Ricardo once again come upon her in Tokyo as Furuku, the girlfriend of Mr. Fukuda, an importer of drugs (?) Africa. Furuku is a mysterious figure and uses her to seduce Ricardo for his own voyeuristic pleasure. When Ricardo discovers Furuku watching them, he flees Tokyo and swears he will never communicate with the Bad Girl again. He is completely humiliated and used.

 

She, of course, doesn’t stay away but this time she is the one who seeks Ricardo out. After calling him repeatedly and Ricardo refusing to speak with her, he finally agrees to meet with her and discovers her a physically and mentally broken woman. She is malnourished, has tears in all her holes and is terrified of being alone.

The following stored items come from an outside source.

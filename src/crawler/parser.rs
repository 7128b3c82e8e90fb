//! HTML extractor for page text, images and links
//!
//! This module handles parsing HTML content to extract:
//! - The human-visible text of the document body
//! - Image sources to download
//! - Same-host links to follow
//!
//! Parsing is best-effort: html5ever recovers from malformed markup, so a
//! broken page yields whatever could be salvaged instead of an error.

use crate::url::{resolve_http_url, same_host};
use scraper::{Html, Node, Selector};
use std::collections::HashSet;
use url::Url;

/// Elements whose text content is never shown to a reader
const HIDDEN_ELEMENTS: &[&str] = &["script", "style", "noscript", "template"];

/// Extracted information from an HTML page
#[derive(Debug, Clone, Default, PartialEq, Eq)]
pub struct ExtractedPage {
    /// Visible body text, whitespace-normalized
    pub text: String,

    /// Absolute image URLs in document order, without duplicates
    pub image_urls: Vec<Url>,

    /// Absolute same-host link URLs in document order, without duplicates
    pub link_urls: Vec<Url>,
}

/// Parses HTML content and extracts text, images and links
///
/// # Link Extraction Rules
///
/// **Include:**
/// - `<a href="...">` resolving to an http(s) URL on the same host as `base_url`
///
/// **Exclude:**
/// - `javascript:`, `mailto:`, `tel:` and `data:` references
/// - Fragment-only references (same page anchors)
/// - Links to any other host (dropped here, never offered to the frontier)
///
/// Image sources follow the same resolution rules but are not host-filtered.
///
/// # Example
///
/// ```
/// use site_harvester::crawler::parse_page;
/// use url::Url;
///
/// let html = r#"<html><body><p>Hello</p><a href="/next">Next</a><img src="a.png"></body></html>"#;
/// let base_url = Url::parse("https://example.com/").unwrap();
/// let page = parse_page(html, &base_url);
/// assert_eq!(page.text, "Hello Next");
/// assert_eq!(page.link_urls[0].as_str(), "https://example.com/next");
/// assert_eq!(page.image_urls[0].as_str(), "https://example.com/a.png");
/// ```
pub fn parse_page(html: &str, base_url: &Url) -> ExtractedPage {
    let document = Html::parse_document(html);

    ExtractedPage {
        text: extract_text(&document),
        image_urls: extract_images(&document, base_url),
        link_urls: extract_links(&document, base_url),
    }
}

/// Concatenates the visible text nodes of `<body>` in document order
fn extract_text(document: &Html) -> String {
    let Ok(body_selector) = Selector::parse("body") else {
        return String::new();
    };

    let mut words: Vec<&str> = Vec::new();
    for body in document.select(&body_selector) {
        for node in body.descendants() {
            let Node::Text(text) = node.value() else {
                continue;
            };

            let hidden = node.ancestors().any(|ancestor| {
                ancestor
                    .value()
                    .as_element()
                    .map_or(false, |element| HIDDEN_ELEMENTS.contains(&element.name()))
            });
            if hidden {
                continue;
            }

            words.extend(text.split_whitespace());
        }
    }

    words.join(" ")
}

/// Extracts all image sources, resolved against `base_url`
fn extract_images(document: &Html, base_url: &Url) -> Vec<Url> {
    collect_attribute(document, "img[src]", "src", base_url, |_| true)
}

/// Extracts all same-host anchor targets, resolved against `base_url`
fn extract_links(document: &Html, base_url: &Url) -> Vec<Url> {
    collect_attribute(document, "a[href]", "href", base_url, |url| {
        same_host(url, base_url)
    })
}

fn collect_attribute(
    document: &Html,
    selector: &str,
    attribute: &str,
    base_url: &Url,
    keep: impl Fn(&Url) -> bool,
) -> Vec<Url> {
    let Ok(selector) = Selector::parse(selector) else {
        return Vec::new();
    };

    let mut seen = HashSet::new();
    document
        .select(&selector)
        .filter_map(|element| element.value().attr(attribute))
        .filter_map(|reference| resolve_http_url(reference, base_url))
        .filter(|url| keep(url))
        .filter(|url| seen.insert(url.as_str().to_string()))
        .collect()
}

Risking his own sanity and financial future, Ricardo assumes responsibility for her rehabilitation and sends her to a recovery facility that puts her back together from head to toe. And for many years, they live a quiet and blissful life, eventually marrying so her paperwork can become legitimate. But all this time, you know what’s going to come.

 

And come it does, in the form of her bosses husband. One day she runs off with him, leaving Ricardo devastated once again. But this time, Ricardo is so broken that he is just resigned to his fate. He actually moves on and begins living with Marcella, a theater set designer in Spain. But like a moth to the flame, the Bad Girl resurfaces, demanding his love and against his own strength and will, Ricardo succumbs to his feelings and accepts her back.

 

While this is an overly simplistic summary of the torment and anguish Ricardo endures at the hands of the Bad Girl, Llosa is clearly a master at longing and the illogic of love. The heart wants what the heart wants. He also paints a masterly portrait of the cliché that money can’t buy happiness no matter how much someone may want that to be true.

 

Overall, a fantastic introduction to this Novel Prize winner.